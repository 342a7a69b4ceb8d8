/// Rainfall-likelihood analysis of a thermal-IR satellite frame.
/// Prints a ranked report to stdout and writes a two-panel overlay image.

use std::io;
use std::path::PathBuf;

use anyhow::{Context, Result};
use clap::{Parser, ValueEnum};
use env_logger::{Builder, Env};
use log::info;
use nimbus_core::config::{AnalysisConfig, OverlayStyle, Preset, ReportStyle};
use nimbus_core::geo::BoundsPolicy;
use nimbus_core::pipeline::RainfallAnalyzer;

#[derive(Parser, Debug)]
#[command(name = "rainfall", about = "Classify cloud tiers in a thermal-IR frame and rank regions by rainfall likelihood")]
struct Args {
    /// Satellite image (JPEG/PNG).
    image: PathBuf,

    /// Output overlay image.
    #[arg(short, long, default_value = "rainfall_analysis_output.png")]
    output: PathBuf,

    /// JSON config overriding the preset (missing fields keep their defaults).
    #[arg(short, long)]
    config: Option<PathBuf>,

    /// Built-in parameter set, used when no config file is given.
    #[arg(long, value_enum, default_value = "sector")]
    preset: PresetArg,

    /// Report layout (defaults to the preset's).
    #[arg(long, value_enum)]
    report: Option<ReportArg>,

    /// Right-hand overlay panel (defaults to the preset's).
    #[arg(long, value_enum)]
    overlay: Option<OverlayArg>,

    /// Fail on regions that extend past the image extent instead of clamping.
    #[arg(long)]
    strict_bounds: bool,
}

#[derive(ValueEnum, Clone, Copy, Debug)]
enum PresetArg {
    Sector,
    Regional,
}

#[derive(ValueEnum, Clone, Copy, Debug)]
enum ReportArg {
    Table,
    Detailed,
}

#[derive(ValueEnum, Clone, Copy, Debug)]
enum OverlayArg {
    Classified,
    Annotated,
}

fn build_config(args: &Args) -> Result<AnalysisConfig> {
    let mut config = match &args.config {
        Some(path) => AnalysisConfig::from_json_file(path)
            .with_context(|| format!("Cannot load config {}", path.display()))?,
        None => AnalysisConfig::preset(match args.preset {
            PresetArg::Sector => Preset::Sector,
            PresetArg::Regional => Preset::Regional,
        }),
    };

    if let Some(report) = args.report {
        config.report = match report {
            ReportArg::Table => ReportStyle::Table,
            ReportArg::Detailed => ReportStyle::Detailed,
        };
    }
    if let Some(overlay) = args.overlay {
        config.overlay = match overlay {
            OverlayArg::Classified => OverlayStyle::Classified,
            OverlayArg::Annotated => OverlayStyle::Annotated,
        };
    }
    if args.strict_bounds {
        config.bounds_policy = BoundsPolicy::Strict;
    }
    Ok(config)
}

fn main() -> Result<()> {
    Builder::from_env(Env::default().default_filter_or("info")).init();

    let args = Args::parse();
    let config = build_config(&args)?;
    info!(
        "[rainfall] {} regions, cutoffs {}/{}/{}",
        config.regions.len(),
        config.thresholds.dense,
        config.thresholds.medium,
        config.thresholds.low
    );

    let analyzer = RainfallAnalyzer::new(config).context("Invalid analysis configuration")?;
    let stdout = io::stdout();
    let analysis = analyzer
        .run(&args.image, &args.output, &mut stdout.lock())
        .with_context(|| format!("Analysis failed for {}", args.image.display()))?;

    info!("[rainfall] Done: {} regions ranked", analysis.regions.len());
    Ok(())
}

#[cfg(test)]
mod tests {
    use super::*;

    #[test]
    fn flags_override_preset() {
        let args = Args::parse_from([
            "rainfall",
            "frame.jpg",
            "--preset",
            "regional",
            "--report",
            "table",
            "--strict-bounds",
        ]);
        let config = build_config(&args).unwrap();
        assert_eq!(config.report, ReportStyle::Table);
        assert_eq!(config.overlay, OverlayStyle::Annotated);
        assert_eq!(config.bounds_policy, BoundsPolicy::Strict);
        assert_eq!(config.regions.len(), 6);
    }

    #[test]
    fn defaults_match_sector_preset() {
        let args = Args::parse_from(["rainfall", "frame.jpg"]);
        assert_eq!(args.output, PathBuf::from("rainfall_analysis_output.png"));
        assert_eq!(build_config(&args).unwrap(), AnalysisConfig::default());
    }
}
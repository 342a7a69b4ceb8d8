//! Thermal-IR cloud classification and rainfall-likelihood analysis.
//!
//! Pipeline:
//!   load → grayscale reduce → strip header → classify tiers →
//!   aggregate regions → rank → report / render.

pub mod aggregate;
pub mod brightness;
pub mod classify;
pub mod config;
pub mod error;
pub mod font;
pub mod geo;
pub mod pipeline;
pub mod region;
pub mod render;
pub mod report;
pub mod scan;

pub use error::{Error, Result};
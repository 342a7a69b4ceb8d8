//! Two-panel overlay: original frame on the left, analysis on the right,
//! colour legend strip underneath.

use std::fs;
use std::path::Path;

use image::{Rgb, RgbImage};

use crate::aggregate::Likelihood;
use crate::brightness::SatelliteImage;
use crate::classify::CloudTier;
use crate::config::OverlayStyle;
use crate::error::{Error, Result};
use crate::font::{draw_text, text_width, GLYPH_H, LINE};
use crate::pipeline::Analysis;

const GUTTER: u32 = 10;
const LEGEND_HEIGHT: u32 = 24;
const SWATCH: u32 = 16;
const BOX_THICKNESS: u32 = 2;
const DASH: u32 = 6;
const TAG: u32 = 8;
const LABEL_PAD: u32 = 1;

const WHITE: Rgb<u8> = Rgb([255, 255, 255]);
const BLACK: Rgb<u8> = Rgb([0, 0, 0]);
const HEADER_GRAY: Rgb<u8> = Rgb([40, 40, 40]);

// ── Drawing helpers ───────────────────────────────────────────────────────────

fn blit(canvas: &mut RgbImage, src: &RgbImage, x_off: u32, y_off: u32) {
    for (x, y, px) in src.enumerate_pixels() {
        canvas.put_pixel(x + x_off, y + y_off, *px);
    }
}

/// Fill `[x0, x1) × [y0, y1)`, clipped to the canvas.
fn fill_rect(canvas: &mut RgbImage, x0: u32, y0: u32, x1: u32, y1: u32, color: Rgb<u8>) {
    let x1 = x1.min(canvas.width());
    let y1 = y1.min(canvas.height());
    for y in y0..y1 {
        for x in x0..x1 {
            canvas.put_pixel(x, y, color);
        }
    }
}

/// Dashed outline just inside `[x0, x1) × [y0, y1)`.
fn dashed_rect(canvas: &mut RgbImage, x0: u32, y0: u32, x1: u32, y1: u32, color: Rgb<u8>) {
    let x1 = x1.min(canvas.width());
    let y1 = y1.min(canvas.height());
    if x1 <= x0 || y1 <= y0 {
        return;
    }
    let on = |i: u32| (i / DASH) % 2 == 0;
    for t in 0..BOX_THICKNESS {
        for x in x0..x1 {
            if on(x - x0) {
                if y0 + t < y1 {
                    canvas.put_pixel(x, y0 + t, color);
                }
                if y1 >= y0 + t + 1 {
                    canvas.put_pixel(x, y1 - 1 - t, color);
                }
            }
        }
        for y in y0..y1 {
            if on(y - y0) {
                if x0 + t < x1 {
                    canvas.put_pixel(x0 + t, y, color);
                }
                if x1 >= x0 + t + 1 {
                    canvas.put_pixel(x1 - 1 - t, y, color);
                }
            }
        }
    }
}

/// Stacked text lines on a black backing, top-left at `(x, y)`.
fn label(canvas: &mut RgbImage, x: u32, y: u32, lines: &[&str], color: Rgb<u8>) {
    let w = lines.iter().map(|l| text_width(l)).max().unwrap_or(0);
    let h = (lines.len() as u32).saturating_sub(1) * LINE + GLYPH_H;
    fill_rect(
        canvas,
        x.saturating_sub(LABEL_PAD),
        y.saturating_sub(LABEL_PAD),
        x + w + LABEL_PAD,
        y + h + LABEL_PAD,
        BLACK,
    );
    for (i, line) in lines.iter().enumerate() {
        draw_text(canvas, x, y + i as u32 * LINE, line, color);
    }
}

/// Swatch + caption per entry, left to right along the bottom strip.
fn legend(canvas: &mut RgbImage, x_off: u32, entries: &[([u8; 3], &str)]) {
    let strip = canvas.height() - LEGEND_HEIGHT;
    let swatch_y = strip + (LEGEND_HEIGHT - SWATCH) / 2;
    let text_y = strip + (LEGEND_HEIGHT - GLYPH_H) / 2;
    let mut x = x_off + 4;
    for &(c, caption) in entries {
        fill_rect(canvas, x, swatch_y, x + SWATCH, swatch_y + SWATCH, Rgb(c));
        x += SWATCH + 4;
        draw_text(canvas, x, text_y, caption, BLACK);
        x += text_width(caption) + 10;
    }
}

// ── Panels ────────────────────────────────────────────────────────────────────

/// Tier colours under a neutral header band.
fn classified_panel(analysis: &Analysis) -> RgbImage {
    let b = &analysis.bounds;
    let header = b.header_height as u32;
    let mut panel = RgbImage::from_pixel(b.width as u32, b.height as u32, HEADER_GRAY);
    let tiers = &analysis.tiers;
    for r in 0..tiers.height {
        for c in 0..tiers.width {
            let px = Rgb(tiers.get(r, c).color());
            panel.put_pixel(c as u32, r as u32 + header, px);
        }
    }
    panel
}

/// Original frame with each region outlined in its likelihood colour and
/// labelled with its short name and likelihood.
fn annotated_panel(image: &SatelliteImage, analysis: &Analysis) -> RgbImage {
    let header = analysis.bounds.header_height as u32;
    let mut panel = image.original.clone();
    for r in &analysis.regions {
        if r.rect.is_empty() {
            continue;
        }
        let color = Rgb(r.likelihood.color());
        let (x0, y0) = (r.rect.x0 as u32, r.rect.y0 as u32 + header);
        let (x1, y1) = (r.rect.x1 as u32, r.rect.y1 as u32 + header);
        dashed_rect(&mut panel, x0, y0, x1, y1, color);
        let tag = TAG.min(x1 - x0).min(y1 - y0);
        fill_rect(&mut panel, x0, y0, x0 + tag, y0 + tag, color);
        label(
            &mut panel,
            x0 + tag + 2,
            y0 + BOX_THICKNESS + LABEL_PAD,
            &[r.short_name(), r.likelihood.label()],
            color,
        );
    }
    panel
}

/// Compose the two-panel overlay for `analysis`.
pub fn render_overlay(image: &SatelliteImage, analysis: &Analysis, style: OverlayStyle) -> RgbImage {
    let (w, h) = (image.original.width(), image.original.height());
    let mut canvas = RgbImage::from_pixel(2 * w + GUTTER, h + LEGEND_HEIGHT, WHITE);

    blit(&mut canvas, &image.original, 0, 0);

    let (panel, entries): (RgbImage, Vec<([u8; 3], &str)>) = match style {
        OverlayStyle::Classified => (
            classified_panel(analysis),
            CloudTier::ALL.iter().map(|t| (t.color(), t.label())).collect(),
        ),
        OverlayStyle::Annotated => (
            annotated_panel(image, analysis),
            Likelihood::ALL.iter().map(|l| (l.color(), l.label())).collect(),
        ),
    };
    blit(&mut canvas, &panel, w + GUTTER, 0);
    legend(&mut canvas, w + GUTTER, &entries);
    canvas
}

/// Write `img` to `path`; the format follows the extension.
pub fn save_overlay(img: &RgbImage, path: &Path) -> Result<()> {
    if let Some(parent) = path.parent().filter(|p| !p.as_os_str().is_empty()) {
        fs::create_dir_all(parent).map_err(|source| Error::Io {
            path: parent.to_path_buf(),
            source,
        })?;
    }
    img.save(path).map_err(|source| Error::Image {
        path: path.to_path_buf(),
        source,
    })?;
    log::info!("Visualization saved to {}", path.display());
    Ok(())
}
use std::path::PathBuf;

use thiserror::Error;

/// Error type for the analysis pipeline.
#[derive(Error, Debug)]
#[non_exhaustive]
pub enum Error {
    /// The input image could not be opened or the output could not be written.
    #[error("i/o failure on {}: {source}", path.display())]
    Io {
        path: PathBuf,
        #[source]
        source: std::io::Error,
    },
    /// The raster could not be decoded or encoded.
    #[error("image codec failure on {}: {source}", path.display())]
    Image {
        path: PathBuf,
        #[source]
        source: image::ImageError,
    },
    /// A configuration value is not valid.
    #[error("invalid configuration: {0}")]
    Config(String),
    /// A configuration file is not valid JSON for `AnalysisConfig`.
    #[error("cannot parse config {}: {source}", path.display())]
    ConfigParse {
        path: PathBuf,
        #[source]
        source: serde_json::Error,
    },
    /// A geographic point lies outside the declared image extent.
    #[error("point ({lat}, {lon}) lies outside the image extent")]
    OutOfBounds { lat: f64, lon: f64 },
    #[error("cannot take the maximum of an empty sequence")]
    EmptyInput,
    /// No data rows remain once the header band is removed.
    #[error("image has no data rows below a {header_height}px header (height {height})")]
    EmptyImage { header_height: usize, height: usize },
}

pub type Result<T> = std::result::Result<T, Error>;
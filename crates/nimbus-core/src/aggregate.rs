//! Per-region tier coverage and rainfall-likelihood assessment.

use std::fmt;

use serde::{Deserialize, Serialize};

use crate::brightness::BrightnessField;
use crate::classify::{TierMap, TierPercentages};
use crate::error::Result;
use crate::geo::{BoundsPolicy, GeoBounds, PixelRect};
use crate::region::Region;

/// Rainfall likelihood label, most severe first.
#[derive(Debug, Clone, Copy, PartialEq, Eq, Hash, Serialize, Deserialize)]
#[serde(rename_all = "UPPERCASE")]
pub enum Likelihood {
    High,
    Moderate,
    Low,
    Unlikely,
}

impl Likelihood {
    pub const ALL: [Likelihood; 4] = [
        Likelihood::High,
        Likelihood::Moderate,
        Likelihood::Low,
        Likelihood::Unlikely,
    ];

    /// Severity rank used for ordering: 0 = HIGH … 3 = UNLIKELY.
    pub fn rank(self) -> u8 {
        match self {
            Likelihood::High => 0,
            Likelihood::Moderate => 1,
            Likelihood::Low => 2,
            Likelihood::Unlikely => 3,
        }
    }

    pub fn label(self) -> &'static str {
        match self {
            Likelihood::High => "HIGH",
            Likelihood::Moderate => "MODERATE",
            Likelihood::Low => "LOW",
            Likelihood::Unlikely => "UNLIKELY",
        }
    }

    pub fn color(self) -> [u8; 3] {
        match self {
            Likelihood::High => [255, 0, 0],
            Likelihood::Moderate => [255, 165, 0],
            Likelihood::Low => [255, 255, 0],
            Likelihood::Unlikely => [0, 128, 0],
        }
    }
}

impl fmt::Display for Likelihood {
    fn fmt(&self, f: &mut fmt::Formatter<'_>) -> fmt::Result {
        // `pad` so width/alignment specs apply in report tables.
        f.pad(self.label())
    }
}

/// Residual cutoff separating LOW from UNLIKELY.
#[derive(Debug, Clone, Copy, PartialEq, Serialize, Deserialize)]
#[serde(tag = "kind", rename_all = "snake_case")]
pub enum LowRule {
    /// dense + medium + low coverage above `pct`.
    TotalCloud { pct: f32 },
    /// dense above `dense_pct`, or medium above `medium_pct`.
    DenseOrMedium { dense_pct: f32, medium_pct: f32 },
}

impl Default for LowRule {
    fn default() -> Self {
        LowRule::TotalCloud { pct: 30.0 }
    }
}

/// Fixed decision table from tier percentages to a likelihood label.
/// All comparisons are strict (`>`).
#[derive(Debug, Clone, Copy, PartialEq, Serialize, Deserialize)]
pub struct LikelihoodRules {
    /// HIGH when dense% exceeds this.
    pub high_dense_pct: f32,
    /// MODERATE when dense% exceeds this …
    pub moderate_dense_pct: f32,
    /// … or dense% + medium% exceeds this.
    pub moderate_combined_pct: f32,
    pub low: LowRule,
}

impl Default for LikelihoodRules {
    fn default() -> Self {
        Self {
            high_dense_pct: 30.0,
            moderate_dense_pct: 15.0,
            moderate_combined_pct: 40.0,
            low: LowRule::default(),
        }
    }
}

impl LikelihoodRules {
    pub fn assess(&self, pct: &TierPercentages) -> Likelihood {
        if pct.dense > self.high_dense_pct {
            Likelihood::High
        } else if pct.dense > self.moderate_dense_pct
            || pct.dense + pct.medium > self.moderate_combined_pct
        {
            Likelihood::Moderate
        } else if self.low_applies(pct) {
            Likelihood::Low
        } else {
            Likelihood::Unlikely
        }
    }

    fn low_applies(&self, pct: &TierPercentages) -> bool {
        match self.low {
            LowRule::TotalCloud { pct: cutoff } => pct.cloudy() > cutoff,
            LowRule::DenseOrMedium { dense_pct, medium_pct } => {
                pct.dense > dense_pct || pct.medium > medium_pct
            }
        }
    }
}

/// Aggregated statistics for one region.
#[derive(Debug, Clone, Serialize)]
pub struct RegionStats {
    pub name: String,
    pub description: Option<String>,
    pub percentages: TierPercentages,
    pub mean_brightness: f32,
    pub likelihood: Likelihood,
    /// Crop rectangle in data-region coordinates; empty if degenerate.
    pub rect: PixelRect,
}

impl RegionStats {
    pub fn short_name(&self) -> &str {
        crate::region::short_name(&self.name)
    }

    pub fn dense_pct(&self) -> f32 {
        self.percentages.dense
    }

    pub fn medium_pct(&self) -> f32 {
        self.percentages.medium
    }
}

/// Coverage over the whole data region.
#[derive(Debug, Clone, Copy, Serialize)]
pub struct SceneStats {
    pub percentages: TierPercentages,
    pub mean_brightness: f32,
}

pub fn scene_stats(tiers: &TierMap, data: &BrightnessField) -> SceneStats {
    SceneStats {
        percentages: tiers.counts().percentages(),
        mean_brightness: data.mean(),
    }
}

/// Crop `region` out of the classified data region and summarise it.
///
/// `tiers` and `data` are header-free and share the shape
/// `bounds.width × bounds.data_height()`. A degenerate crop yields zero
/// statistics instead of an error; only `BoundsPolicy::Strict` can fail.
pub fn aggregate_region(
    region: &Region,
    bounds: &GeoBounds,
    tiers: &TierMap,
    data: &BrightnessField,
    rules: &LikelihoodRules,
    policy: BoundsPolicy,
) -> Result<RegionStats> {
    let rect = bounds.region_rect(region.lat_range, region.lon_range, policy)?;

    let (percentages, mean_brightness) = if rect.is_empty() {
        log::warn!(
            "Region '{}' crops to an empty rectangle {:?}; reporting zero coverage",
            region.short_name(),
            rect
        );
        (TierPercentages::default(), 0.0)
    } else {
        log::debug!(
            "Region '{}' → x {}..{}, y {}..{} ({} px)",
            region.short_name(),
            rect.x0,
            rect.x1,
            rect.y0,
            rect.y1,
            rect.area()
        );
        (tiers.counts_in(rect).percentages(), data.window_mean(rect))
    };

    Ok(RegionStats {
        name: region.name.clone(),
        description: region.description.clone(),
        percentages,
        mean_brightness,
        likelihood: rules.assess(&percentages),
        rect,
    })
}

/// Order by likelihood severity (HIGH first), then by dense% descending.
/// Stable, so equal keys keep their declaration order.
pub fn rank(results: &mut [RegionStats]) {
    results.sort_by(|a, b| {
        a.likelihood
            .rank()
            .cmp(&b.likelihood.rank())
            .then_with(|| b.dense_pct().total_cmp(&a.dense_pct()))
    });
}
□ □ □ □ □
- What is required
Working from the material above, retype exactly the lines from the one with "use log::info;" through the one with "config.report = match", both included, and only those lines.

- Result
use log::info;
use nimbus_core::config::{AnalysisConfig, OverlayStyle, Preset, ReportStyle};
use nimbus_core::geo::BoundsPolicy;
use nimbus_core::pipeline::RainfallAnalyzer;

#[derive(Parser, Debug)]
#[command(name = "rainfall", about = "Classify cloud tiers in a thermal-IR frame and rank regions by rainfall likelihood")]
struct Args {
    /// Satellite image (JPEG/PNG).
    image: PathBuf,

    /// Output overlay image.
    #[arg(short, long, default_value = "rainfall_analysis_output.png")]
    output: PathBuf,

    /// JSON config overriding the preset (missing fields keep their defaults).
    #[arg(short, long)]
    config: Option<PathBuf>,

    /// Built-in parameter set, used when no config file is given.
    #[arg(long, value_enum, default_value = "sector")]
    preset: PresetArg,

    /// Report layout (defaults to the preset's).
    #[arg(long, value_enum)]
    report: Option<ReportArg>,

    /// Right-hand overlay panel (defaults to the preset's).
    #[arg(long, value_enum)]
    overlay: Option<OverlayArg>,

    /// Fail on regions that extend past the image extent instead of clamping.
    #[arg(long)]
    strict_bounds: bool,
}

#[derive(ValueEnum, Clone, Copy, Debug)]
enum PresetArg {
    Sector,
    Regional,
}

#[derive(ValueEnum, Clone, Copy, Debug)]
enum ReportArg {
    Table,
    Detailed,
}

#[derive(ValueEnum, Clone, Copy, Debug)]
enum OverlayArg {
    Classified,
    Annotated,
}

fn build_config(args: &Args) -> Result<AnalysisConfig> {
    let mut config = match &args.config {
        Some(path) => AnalysisConfig::from_json_file(path)
            .with_context(|| format!("Cannot load config {}", path.display()))?,
        None => AnalysisConfig::preset(match args.preset {
            PresetArg::Sector => Preset::Sector,
            PresetArg::Regional => Preset::Regional,
        }),
    };

    if let Some(report) = args.report {
        config.report = match report {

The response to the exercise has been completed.